Outros estrategistas, porém, pregam prudência. Luca Paolini, da Pictet Asset Management, avalia que os valuations estão excessivamente esticados e defende a diversificação geográfica das carteiras. Ele destaca que mercados emergentes, como Brasil e Índia, podem se beneficiar do fluxo global impulsionado pela IA, mas com menor exposição ao risco de concentração em nomes como Nvidia e Microsoft. Nesse contexto, investidores tendem a alternar entre a tese de um ajuste técnico e o receio de início de um novo ciclo de bolha.

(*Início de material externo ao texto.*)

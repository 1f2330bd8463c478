//! Counter aggregation across the summary grid and every detail grid.

use scraper::{ElementRef, Html};
use tracing::{debug, trace};

use crate::locator::{find_stat_value, stat_tokens};
use crate::model::StatisticsRecord;
use crate::signatures::SIGNATURES;
use crate::value::parse_number;

#[derive(Clone, Copy, Debug)]
enum Field {
    Kills,
    Wins,
    Losses,
    Assists,
    Deaths,
    Revives,
    HsPercent,
    ObjectivesCaptured,
    ObjectivesDestroyed,
}

impl Field {
    fn slot(self, record: &mut StatisticsRecord) -> &mut f64 {
        match self {
            Field::Kills => &mut record.kills,
            Field::Wins => &mut record.wins,
            Field::Losses => &mut record.losses,
            Field::Assists => &mut record.assists,
            Field::Deaths => &mut record.deaths,
            Field::Revives => &mut record.revives,
            Field::HsPercent => &mut record.hs_percent,
            Field::ObjectivesCaptured => &mut record.objectives_captured,
            Field::ObjectivesDestroyed => &mut record.objectives_destroyed,
        }
    }
}

/// Labels summed across detail grids.
const DETAIL_COUNTERS: &[(&str, Field)] = &[
    ("Kills", Field::Kills),
    ("Wins", Field::Wins),
    ("Losses", Field::Losses),
    ("Assists", Field::Assists),
    ("Deaths", Field::Deaths),
    ("Revives", Field::Revives),
];

/// Labels read once from the summary grid.
const SUMMARY_FIELDS: &[(&str, Field)] = &[
    ("HS%", Field::HsPercent),
    ("Objectives Captured", Field::ObjectivesCaptured),
    ("Objectives Destroyed", Field::ObjectivesDestroyed),
];

/// Fill every numeric field of a record from `document`.
///
/// The summary grid is read once; detail grid counters are accumulated, and a label missing from
/// one grid leaves the running total untouched. Class fields stay at their defaults.
pub fn aggregate_statistics(document: &Html) -> StatisticsRecord {
    let mut record = StatisticsRecord::default();

    if let Some(summary) = document.select(&SIGNATURES.summary_grid).next() {
        read_summary(summary, &mut record);
    } else {
        debug!(target: "perceiver-stats", "summary grid not present");
    }

    let mut grids = 0usize;
    for grid in document.select(&SIGNATURES.detail_grid) {
        accumulate_detail(grid, &mut record);
        grids += 1;
    }
    debug!(target: "perceiver-stats", grids, "detail grids aggregated");

    record.finalize_ratio();
    record
}

fn read_summary(grid: ElementRef<'_>, record: &mut StatisticsRecord) {
    for (label, field) in SUMMARY_FIELDS {
        let raw = find_stat_value(grid, label).unwrap_or_default();
        *field.slot(record) = parse_number(&raw);
    }
}

fn accumulate_detail(grid: ElementRef<'_>, record: &mut StatisticsRecord) {
    trace!(target: "perceiver-stats", tokens = ?stat_tokens(grid), "detail grid");
    for (label, field) in DETAIL_COUNTERS {
        if let Some(raw) = find_stat_value(grid, label) {
            *field.slot(record) += parse_number(&raw);
        }
    }
}

#[cfg(test)]
mod tests {
    use super::*;

    #[test]
    fn no_grids_yields_zero_counters() {
        let record = aggregate_statistics(&Html::parse_document("<main></main>"));
        assert_eq!(record, StatisticsRecord::default());
        assert_eq!(record.kill_death, 0.0);
    }

    #[test]
    fn summary_grid_values_are_not_summed() {
        let doc = Html::parse_document(
            r#"<div class="grid grid-cols-2 gap-px">
                 <div class="stat-ver"><span class="stat-name">HS%</span><span class="stat-value">31.5%</span></div>
                 <div class="stat-ver"><span class="stat-name">Objectives Captured</span><span class="stat-value">1.2k</span></div>
               </div>
               <div class="grid grid-cols-2 gap-px">
                 <div class="stat-ver"><span class="stat-name">HS%</span><span class="stat-value">99%</span></div>
               </div>"#,
        );
        let record = aggregate_statistics(&doc);
        assert_eq!(record.hs_percent, 31.5);
        assert_eq!(record.objectives_captured, 1200.0);
        assert_eq!(record.objectives_destroyed, 0.0);
    }
}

Empregos, dívida pública e os efeitos colaterais de uma bolha da IA
O debate sobre a bolha da IA não se limita aos pregões. Para Børge Brende, presidente do Fórum Econômico Mundial, o mundo precisa ficar atento a possíveis desequilíbrios simultâneos em IA, criptomoedas e endividamento soberano. Segundo ele, “os governos estão mais endividados do que em qualquer outro momento desde 1945”, um pano de fundo que torna a euforia com tecnologia mais sensível a choques de juros e inflação.

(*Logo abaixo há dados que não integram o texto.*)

use axum::{
    extract::{RawQuery, State},
    http::StatusCode,
    response::{IntoResponse, Response},
    Json,
};
use percent_encoding::percent_decode_str;
use serde_json::json;
use tracing::{info, warn};
use url::{form_urlencoded, Url};

use super::state::ServeState;
use crate::errors::ExtractionError;

#[derive(Debug)]
pub(crate) enum ScrapeError {
    MissingUrl,
    InvalidUrl(String),
    Failed(ExtractionError),
}

impl IntoResponse for ScrapeError {
    fn into_response(self) -> Response {
        match self {
            ScrapeError::MissingUrl => (
                StatusCode::BAD_REQUEST,
                Json(json!({ "error": "url is required" })),
            )
                .into_response(),
            ScrapeError::InvalidUrl(details) => (
                StatusCode::BAD_REQUEST,
                Json(json!({ "error": "url is invalid", "details": details })),
            )
                .into_response(),
            ScrapeError::Failed(err) => (
                StatusCode::INTERNAL_SERVER_ERROR,
                Json(json!({ "error": "Scraping failed", "details": err.message })),
            )
                .into_response(),
        }
    }
}

pub(crate) async fn scrape_handler(
    State(state): State<ServeState>,
    RawQuery(query): RawQuery,
) -> Result<Response, ScrapeError> {
    let target = profile_url(query.as_deref())?;
    info!(target: "statgrab::server", url = %target, "scrape requested");

    match state.source.extract_statistics(target.as_str()).await {
        Ok(record) => Ok(Json(record).into_response()),
        Err(err) => {
            warn!(target: "statgrab::server", url = %target, error = %err, "scrape failed");
            Err(ScrapeError::Failed(err))
        }
    }
}

pub(crate) async fn health_handler() -> impl IntoResponse {
    Json(json!({ "status": "ok" }))
}

/// Pull `url` out of the query string and decode it once more, so clients may send it
/// percent-encoded on top of the query encoding.
pub(crate) fn profile_url(query: Option<&str>) -> Result<Url, ScrapeError> {
    let raw = query
        .and_then(|query| {
            form_urlencoded::parse(query.as_bytes())
                .find(|(key, _)| key == "url")
                .map(|(_, value)| value.into_owned())
        })
        .map(|value| value.trim().to_string())
        .filter(|value| !value.is_empty())
        .ok_or(ScrapeError::MissingUrl)?;

    let decoded = percent_decode_str(&raw)
        .decode_utf8()
        .map_err(|err| ScrapeError::InvalidUrl(err.to_string()))?;

    let url = Url::parse(decoded.trim()).map_err(|err| ScrapeError::InvalidUrl(err.to_string()))?;
    match url.scheme() {
        "http" | "https" => Ok(url),
        other => Err(ScrapeError::InvalidUrl(format!("unsupported scheme {other}"))),
    }
}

Brende observa que os ganhos de produtividade da IA podem ser ofuscados por desequilíbrios no mercado de trabalho e instabilidade nos investimentos. Em visita a São Paulo, ele alertou que trabalhadores de escritório estão entre os mais vulneráveis a serem substituídos por sistemas de IA. O avanço é desejável para elevar a produtividade, mas a transição, segundo ele, deve ser equilibrada para não ampliar desigualdades e volatilidade social.
Para o investidor, o quadro é de alta incerteza, porém com oportunidades seletivas. O risco de uma bolha da IA convive com casos robustos de uso, e a chave será separar negócios sustentáveis de narrativas frágeis. Em paralelo, a vigilância de reguladores e bancos centrais tende a aumentar, buscando reduzir riscos sistêmicos caso o ajuste de preços se aprofunde.
No curto prazo, o mercado deve permanecer dividido entre quem aposta em correção técnica e quem teme um estouro de bolha. Para o médio e longo prazos, a trajetória dos lucros e a disciplina de capital das empresas de IA serão decisivas para mostrar se a recente turbulência foi um soluço, ou o primeiro capítulo de uma verdadeira bolha da IA.